The unveiling today of the Hubble Ultra Deep Field, a spectacular new set of images from the Hubble Space Telescope, brings mixed emotions to astronomers at the University of California, Santa Cruz, who are trying to save the orbiting telescope from a premature end. While the Ultra Deep Field offers astronomers the deepest, most detailed view ever of the distant universe, it also underscores the unique capabilities that will be lost if the Hubble is allowed to die.

Congress is currently reviewing a NASA decision announced in January to cancel a planned servicing mission to the Hubble that would have extended its life past the end of the decade. Astronomers at UCSC and elsewhere have been outspoken in their support for the Hubble.

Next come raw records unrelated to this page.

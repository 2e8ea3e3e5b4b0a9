//! Fixed option lists offered by the intake screens.

use serde::Serialize;

/// Substring identifying the alternating one-way flagging configuration.
pub const FLAGGING_OPERATION_MARKER: &str = "Option 3";

pub const SERVICE_CATEGORIES: [&str; 2] = ["Traffic Control", "Thermoplastic Pavement Marking"];

#[derive(Debug, Clone, Copy, PartialEq, Eq, Serialize)]
pub struct WorkTypeGroup {
    pub title: &'static str,
    pub items: &'static [&'static str],
}

pub const WORK_TYPE_GROUPS: [WorkTypeGroup; 4] = [
    WorkTypeGroup {
        title: "Underground Work",
        items: &["Pothole", "Coring / Drilling"],
    },
    WorkTypeGroup {
        title: "Concrete / Asphalt / Paving",
        items: &["Concrete Cutting", "Milling", "Asphalt Cutting", "Paving"],
    },
    WorkTypeGroup {
        title: "Striping & Thermoplastic",
        items: &["Install Striping", "Remove Striping", "Thermoplastic"],
    },
    WorkTypeGroup {
        title: "Other",
        items: &["Other"],
    },
];

/// One of the four traffic conditions a job can be configured with.
#[derive(Debug, Clone, Copy, PartialEq, Eq, Serialize)]
pub struct TrafficConfigurationOption {
    pub label: &'static str,
    pub summary: &'static str,
}

pub const TRAFFIC_CONFIGURATION_OPTIONS: [TrafficConfigurationOption; 4] = [
    TrafficConfigurationOption {
        label: "Option 1 — Stationary Single Lane Closure",
        summary: "Closes one specific lane on a multilane highway for a fixed work area.",
    },
    TrafficConfigurationOption {
        label: "Option 2 — Shoulder Closure",
        summary: "Work is performed on the shoulder; traffic stays in its travel lanes.",
    },
    TrafficConfigurationOption {
        label: "Option 3 — Flagging Operation (Alternating One-Way)",
        summary: "One lane of a two-lane road is closed and both directions take turns using the open lane.",
    },
    TrafficConfigurationOption {
        label: "Option 4 — Mobile or Moving Closure",
        summary: "Work moves continuously or intermittently along the roadway behind shadow vehicles.",
    },
];

pub fn flagging_operation() -> &'static TrafficConfigurationOption {
    &TRAFFIC_CONFIGURATION_OPTIONS[2]
}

"The Hubble Space Telescope is the most successful telescope ever built and continues to be the centerpiece of worldwide astronomical research," said Sandra Faber, University Professor of astronomy and astrophysics. "Furthermore, Hubble is entering a new and even more productive phase in which bigger cameras enable it to map larger regions of the sky, storing away data on millions of stars and galaxies as a precious resource for future generations."

The Ultra Deep Field (UDF) is a deeper, more detailed version of the iconic Hubble Deep Field images obtained in 1995 and 1998. The UDF was acquired with a more powerful camera than the original deep field images, and more telescope time was devoted to it, enabling Hubble to capture light from the faintest and most distant objects ever observed. The results give scientists a view back to a time when the universe was just 5 percent of its present age, about 700 million years after the Big Bang.

"These results demonstrate how incredibly powerful the Hubble is. It is exploring some of the most interesting and important science questions of our day, and without it we won't be able to do these kinds of studies," said Garth Illingworth, professor of astronomy and astrophysics at UCSC.

Illingworth is deputy leader of the science team for the Advanced Camera for Surveys (ACS), one of two Hubble cameras used to obtain the UDF. He also helped plan the use of the Near Infrared Camera and Multi-Object Spectrometer (NICMOS) to image the same field. The combination of the two cameras--the ACS detecting optical wavelengths (visible light) and NICMOS detecting infrared wavelengths--gives astronomers a wealth of valuable data.

"Combining these images, we should be able to look back to within several hundred million years from the Big Bang and see if we can find galaxies in the earliest stages of their evolution," Illingworth said.

The ACS was installed on Hubble in 2002, and a new cooling system for NICMOS was installed during the same servicing mission. Additional instrument upgrades were planned for the servicing mission that is now slated for cancellation.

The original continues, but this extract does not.